▸ **Supplied material**:
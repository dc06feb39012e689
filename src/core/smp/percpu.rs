//! Arquivo: core/smp/percpu.rs
//!
//! Propósito: Dados replicados por CPU.
//! Cada núcleo possui sua própria instância de `T`, indexada pelo `CpuId`
//! lógico, evitando contenda de cache entre núcleos.
//!
//! Detalhes de Implementação:
//! - Abordagem baseada em Array: `PerCpu<T>` mantém `[T; MAX_CPUS]` em memória
//!   fixa (o array nunca realoca, então referências a um slot vivem tanto
//!   quanto o próprio `PerCpu`).
//! - A mutabilidade fica a cargo de `T` (atômicos ou locks), pois outros
//!   núcleos podem ler o slot de um núcleo remoto (ex: checar se está online).

use super::topology::CpuId;

/// Número máximo de CPUs suportadas.
pub const MAX_CPUS: usize = 32;

/// Wrapper para dados que são replicados por CPU.
pub struct PerCpu<T> {
    data: [T; MAX_CPUS],
}

impl<T> PerCpu<T> {
    /// Cria o array chamando `init` para cada CPU lógica.
    pub fn new_with(mut init: impl FnMut(CpuId) -> T) -> Self {
        Self {
            data: core::array::from_fn(|i| init(i as CpuId)),
        }
    }

    /// Slot de uma CPU específica.
    #[inline]
    pub fn get(&self, cpu: CpuId) -> Option<&T> {
        self.data.get(cpu as usize)
    }

    /// Itera todos os slots (inclusive de CPUs offline).
    pub fn iter(&self) -> impl Iterator<Item = (CpuId, &T)> {
        self.data.iter().enumerate().map(|(i, t)| (i as CpuId, t))
    }
}

#[cfg(test)]
mod tests {
    use super::*;
    use core::sync::atomic::{AtomicU32, Ordering};

    #[test]
    fn slots_are_independent() {
        let pc = PerCpu::new_with(|id| AtomicU32::new(id * 10));
        pc.get(3).unwrap().fetch_add(1, Ordering::Relaxed);
        assert_eq!(pc.get(3).unwrap().load(Ordering::Relaxed), 31);
        assert_eq!(pc.get(4).unwrap().load(Ordering::Relaxed), 40);
        assert!(pc.get(MAX_CPUS as CpuId).is_none());
        assert_eq!(pc.iter().count(), MAX_CPUS);
    }
}
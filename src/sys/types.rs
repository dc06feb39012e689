//! Tipos fundamentais do sistema

/// Process ID
#[derive(Debug, Clone, Copy, PartialEq, Eq, Hash, PartialOrd, Ord)]
#[repr(transparent)]
pub struct Pid(pub u32);

impl Pid {
    /// Processo do kernel: dono das threads idle e de todas as threads de kernel.
    pub const KERNEL: Pid = Pid(0);

    pub const fn new(id: u32) -> Self {
        Self(id)
    }

    pub const fn as_u32(self) -> u32 {
        self.0
    }
}

/// Thread ID
///
/// Único entre todas as threads vivas ou recém-mortas. O valor 0 é reservado
/// e nunca é atribuído.
#[derive(Debug, Clone, Copy, PartialEq, Eq, Hash, PartialOrd, Ord)]
#[repr(transparent)]
pub struct Tid(pub u32);

impl Tid {
    pub const NONE: Tid = Tid(0);

    pub const fn new(id: u32) -> Self {
        Self(id)
    }

    pub const fn as_u32(self) -> u32 {
        self.0
    }
}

▸ **Exercise instructions**: In the entries above, one line contains "pub fn new_with(mut" and another contains "fundamentais do sistema". Reproduce exactly those two lines and the lines between them, nothing else.

▸ **Output**:
    pub fn new_with(mut init: impl FnMut(CpuId) -> T) -> Self {
        Self {
            data: core::array::from_fn(|i| init(i as CpuId)),
        }
    }

    /// Slot de uma CPU específica.
    #[inline]
    pub fn get(&self, cpu: CpuId) -> Option<&T> {
        self.data.get(cpu as usize)
    }

    /// Itera todos os slots (inclusive de CPUs offline).
    pub fn iter(&self) -> impl Iterator<Item = (CpuId, &T)> {
        self.data.iter().enumerate().map(|(i, t)| (i as CpuId, t))
    }
}

#[cfg(test)]
mod tests {
    use super::*;
    use core::sync::atomic::{AtomicU32, Ordering};

    #[test]
    fn slots_are_independent() {
        let pc = PerCpu::new_with(|id| AtomicU32::new(id * 10));
        pc.get(3).unwrap().fetch_add(1, Ordering::Relaxed);
        assert_eq!(pc.get(3).unwrap().load(Ordering::Relaxed), 31);
        assert_eq!(pc.get(4).unwrap().load(Ordering::Relaxed), 40);
        assert!(pc.get(MAX_CPUS as CpuId).is_none());
        assert_eq!(pc.iter().count(), MAX_CPUS);
    }
}
filename src/sys/types.rs
repository dc06feb39012e689
//! Tipos fundamentais do sistema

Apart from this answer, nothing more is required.